Mining Engine¶

This is the main driver for connecting a site and gathering information in a centaurminer.PageLocations object.

class centaurminer.MiningEngine(site_locations: centaurminer.DOM_elements.PageLocations, driver_path=None, headless=True)¶

A simple mining engine to gather information from article-hosting websites.

The locations in the DOM for each element are given by a PageLocations object in the constructor. This class then uses those instructions to gather the info.

To give instructions to mine data for a location stored in PageLocations.xyz, you should create/override the get_xyz() function, like so:

def get_xyz(self, element):
    '''
    Short description

    Arguments
    ---------
    element: :class:`centaurminer.Element`
        Location of the given element in the page.
   '''
   # Add instructions here, using self.wd and self.get
   # Below is equivalent to what happens without this override function
   return self.get(element)

Parameters

site_locations (centaurMiner.PageLocations) – A class reference to a subclass of centaurMiner.PageLocations.
driver_path (str, optional) – The location of your webdriver. If this is not specified, one will be installed/cached automatically.
headless (bool, optional) – If False, the webdriver will open a GUI as it performs its tasks. Defaults to True (no GUI).

site¶

Stores the location of the elements you want to extract information from.

Type: PageLocations

wd¶

The webdriver used to connect to and collect DOM elements from the URL you specify.

Type: selenium.webdriver

results¶

Storage dictionary for the results from data gathering.

Type: dict

gather(url)¶

Gather the information denoted in self.site from a single page.

Arguments:

url: (string) URL for the site you want to mine data from.
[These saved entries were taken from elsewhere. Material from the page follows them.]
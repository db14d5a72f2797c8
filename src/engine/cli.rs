//! CLI command handler: resolve options once, run the pipeline, report.

use anyhow::Result;
use log::info;
use std::path::Path;

use crate::engine::arg_parser::Cli;
use crate::engine::env::{Environment, MANIFOLD_VAR, SIMPLIFY_VAR};
use crate::pipeline::{check_for_failures, fix_dataset};
use crate::utils::{
    SettingsFile, apply_file_to_opts, load_settings_file, read_settings_file, setup_logging,
};
use crate::{Opts, RunReport};

/// Overwrite opts field from the command line when given.
macro_rules! apply_cli_opt {
    ($cli:expr, $opts:expr, $($field:ident),+ $(,)?) => {
        $(
            if let Some(v) = $cli.$field.clone() {
                $opts.$field = v;
            }
        )+
    };
}

/// Build the run's options. Precedence: command line > environment > settings file > defaults.
pub fn resolve_opts(cli: &Cli, env: &Environment, file: Option<&SettingsFile>) -> Result<Opts> {
    let mut opts = Opts::default();
    if let Some(file) = file {
        apply_file_to_opts(file, &mut opts);
    }

    opts.manifold_exec = env.resolve(MANIFOLD_VAR, Some(&opts.manifold_exec))?;
    opts.simplify_exec = env.resolve(SIMPLIFY_VAR, Some(&opts.simplify_exec))?;
    if let Some(n) = env.processes()? {
        opts.workers = n;
    }

    apply_cli_opt!(
        cli,
        opts,
        resolution,
        simplify,
        manifold_check,
        face_num,
        max_cost,
        max_ratio,
        workers,
        parallel,
        source,
        target,
        manifold_exec,
        simplify_exec,
        target_format,
        scratch_dir,
        chunk_size,
        on_tool_failure,
        verbose,
    );
    Ok(opts)
}

/// Run the fix over the configured tree. Fails on configuration errors or if any entry failed.
pub fn handle_run(cli: &Cli) -> Result<()> {
    setup_logging(cli.verbose.unwrap_or(false));

    let file = settings_for(cli)?;
    let env = Environment::from_process(Path::new("."));
    let opts = resolve_opts(cli, &env, file.as_ref())?;

    let report = fix_dataset(&opts)?;
    print_summary(&report);
    check_for_failures(&report)
}

/// Settings file for this run. An explicit `--config` must exist and parse; the default
/// file is optional and only warned about when invalid.
pub fn settings_for(cli: &Cli) -> Result<Option<SettingsFile>> {
    match &cli.config {
        Some(path) => read_settings_file(path).map(Some),
        None => Ok(load_settings_file(&cli.settings_path())),
    }
}

fn print_summary(report: &RunReport) {
    info!(
        "Done: {} converted, {} copied verbatim, {} directories, {} skipped, {} failed",
        report.converted,
        report.fallback_copied,
        report.mirrored_dirs,
        report.skipped,
        report.failures.len()
    );
}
get(element, several=False)¶

Default method for extracting an element from the page.

Handles errors gracefully and waits for the element to become visible before grabbing it. When creating custom get_***** functions, use this function to grab the data from the element, before doing additional processing on it.

Parameters

element (centaurminer.Element) – The location of the element to mine data from.
several (Boolean) –
Use to indicate that we should get all elements of this type, instead of the first one on the page.

Note

You should only use several=True in a custom get_* method, so you can do more processing after getting this list of elements.

get_authors(element)¶

Override for author collection instructions.

Simply gets the list of authors and joins them together, using TagList()

Parameters: element (centaurminer.Element) – The location of the element to mine data from - in this case, it’s several elements located with the same identifier.